_Dataset entries_
>>
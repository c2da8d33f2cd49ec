//! Static catalog of example prompts.
//!
//! A fixed lookup table with no behavior beyond name lookup. The session
//! loop (`:use <name>`) and `greenprompt optimize --example` read from it;
//! the entries cover the prompt categories the backend was tuned on.

/// A named example prompt.
#[derive(Debug, Clone, Copy)]
pub struct ExamplePrompt {
    pub name: &'static str,
    pub prompt: &'static str,
}

/// The example catalog, in display order.
pub const EXAMPLES: &[ExamplePrompt] = &[
    ExamplePrompt {
        name: "Article Summarization",
        prompt: "summarize this:\n\
            Boston Consulting Group, Inc. (BCG) is an American global management \
            consulting firm founded in 1963 and headquartered in Boston, \
            Massachusetts. It is one of the Big Three (or MBB, the world's three \
            largest management consulting firms by revenue) along with McKinsey & \
            Company and Bain & Company. Since 2021, BCG has been led by the German \
            executive Christoph Schweizer. The firm was founded in 1963 as part of \
            The Boston Safe Deposit and Trust Company. Bruce Henderson had been \
            recruited from Arthur D. Little to establish the consulting arm \
            operating as a subsidiary. Initially the division only advised clients \
            of the bank, with billings for the first month at just US$500. In 1966, \
            BCG opened its second office in Tokyo, Japan. In the 1970s, BCG created \
            and popularized the growth-share matrix, a chart to help large \
            corporations decide how to allocate cash among their business units. \
            The corporation would categorize its business units as Stars, Cash \
            Cows, Question Marks, or Dogs, and then allocate cash accordingly.",
    },
    ExamplePrompt {
        name: "Email Chain Summarization",
        prompt: "summarise this email chain for me:\n\
            Subject: Country-Specific Mappings for Google Shopping\n\
            John Lee (Mon, Sept 23, 22:18): Hi Mike, hi Jake, thank you for your \
            honest feedback. I completely understand your frustration, and I must \
            say that I am equally disappointed that the results did not meet your \
            expectations. We will discontinue our collaboration with Price API \
            immediately on this project. After careful consideration, we have two \
            options to propose: 1. A refund of the remaining balance of $1,200. \
            2. Ten hours of free AI consulting (valued at $1,800).\n\
            Jake Harris (Mon, Sept 23, 11:50): Hi John, we've invested a lot of \
            time and money, always holding onto the hope that the error was on our \
            end. Now that all products are listed and there's still no valid data \
            from Price API, I have to end the project here.\n\
            Mike Daniels (Tue, Sept 24, 09:30): Hello everyone, I have a third \
            proposal! We absolutely need a price monitoring tool. I suggest we \
            take another look at other pricing optimization software options.",
    },
    ExamplePrompt {
        name: "Chatbot with History",
        prompt: "System: You are a helpful assistant. Help the user with their questions.\n\
            User: What is the weather in Tokyo?\n\
            Assistant: The weather in Tokyo is currently sunny with a temperature of 22°C.\n\
            User: I am travelling to Tokyo next week, what should I pack?\n\
            Assistant: You should pack a light jacket and comfortable shoes. You \
            should prepare for rain as it is common in Tokyo.\n\
            User: What are the best places to visit in Tokyo? I am travelling with my family.\n\
            Assistant: You should visit the Tokyo Tower and the Senso-ji Temple \
            they are both very popular with families.\n\
            User: How much time should I allow for my trip and the locations you recommended?",
    },
    ExamplePrompt {
        name: "Code Review",
        prompt: "I have written a function in Python that calculates the factorial \
            of a given number using recursion. However, I am concerned about the \
            efficiency and potential issues when handling large numbers. Could you \
            review my code, point out any inefficiencies or improvements I could \
            make, and suggest alternatives if necessary? Here is the code:\n\
            def factorial(n):\n    if n == 0:\n        return 1\n    else:\n        \
            return n * factorial(n - 1)\n\
            Specifically, I'm interested in understanding whether recursion is the \
            best approach for this problem, whether there are any edge cases my \
            code might fail to handle, and any improvements I could make to \
            enhance readability or performance.",
    },
    ExamplePrompt {
        name: "Code Generation",
        prompt: "I'm working on a web application using React and TypeScript. I \
            need to create a reusable component for a dropdown menu that supports \
            dynamic options and includes basic accessibility features (like \
            keyboard navigation and ARIA roles). The component should accept an \
            array of options as props and render them in a dropdown format. Could \
            you generate the code for this dropdown component? Make sure the code \
            follows TypeScript best practices and includes comments explaining the \
            important parts.",
    },
    ExamplePrompt {
        name: "Translation",
        prompt: "I have an English paragraph that needs to be translated into \
            French for an official document. The translation should maintain a \
            formal tone and be as accurate as possible. Here's the paragraph:\n\
            'Our company is committed to delivering high-quality products that \
            meet international standards. We continuously strive to innovate and \
            improve our processes to better serve our clients and maintain our \
            position as a leader in the industry.'\n\
            Please provide the French translation, and also highlight any cultural \
            considerations or adjustments made during the translation process.",
    },
    ExamplePrompt {
        name: "Question Answering",
        prompt: "I'm researching the impact of climate change on polar bear \
            populations, and I have some specific questions. Could you help answer \
            them based on the latest scientific studies and data? 1. How has the \
            shrinking of sea ice affected the hunting patterns and habitat of \
            polar bears? 2. What are the main threats to polar bear survival apart \
            from habitat loss? 3. Are there any recent findings on polar bear \
            adaptation to changing conditions, such as shifts in diet or behavior? \
            Please provide detailed answers, referencing any relevant studies or \
            data sources from the past five years, focusing on the Arctic region.",
    },
];

/// Case-insensitive lookup by example name.
pub fn find(name: &str) -> Option<&'static ExamplePrompt> {
    EXAMPLES
        .iter()
        .find(|example| example.name.eq_ignore_ascii_case(name))
}

// ---------------------------------------------------------------------------
// Tests
// ---------------------------------------------------------------------------

#[cfg(test)]
mod tests {
    use super::*;

    #[test]
    fn catalog_is_populated() {
        assert!(!EXAMPLES.is_empty());
        for example in EXAMPLES {
            assert!(!example.name.is_empty());
            assert!(!example.prompt.is_empty());
        }
    }

    #[test]
    fn names_are_unique() {
        for (i, a) in EXAMPLES.iter().enumerate() {
            for b in &EXAMPLES[i + 1..] {
                assert_ne!(a.name, b.name);
            }
        }
    }

    #[test]
    fn find_is_case_insensitive() {
        assert!(find("code review").is_some());
        assert!(find("CODE REVIEW").is_some());
        assert!(find("Translation").is_some());
    }

    #[test]
    fn find_unknown_returns_none() {
        assert!(find("no such example").is_none());
    }
}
<<
_Work instructions_
Each line carrying the string "time" should be copied out from the entries.

_Completed exercise_
            time and money, always holding onto the hope that the error was on our \
            User: How much time should I allow for my trip and the locations you recommended?",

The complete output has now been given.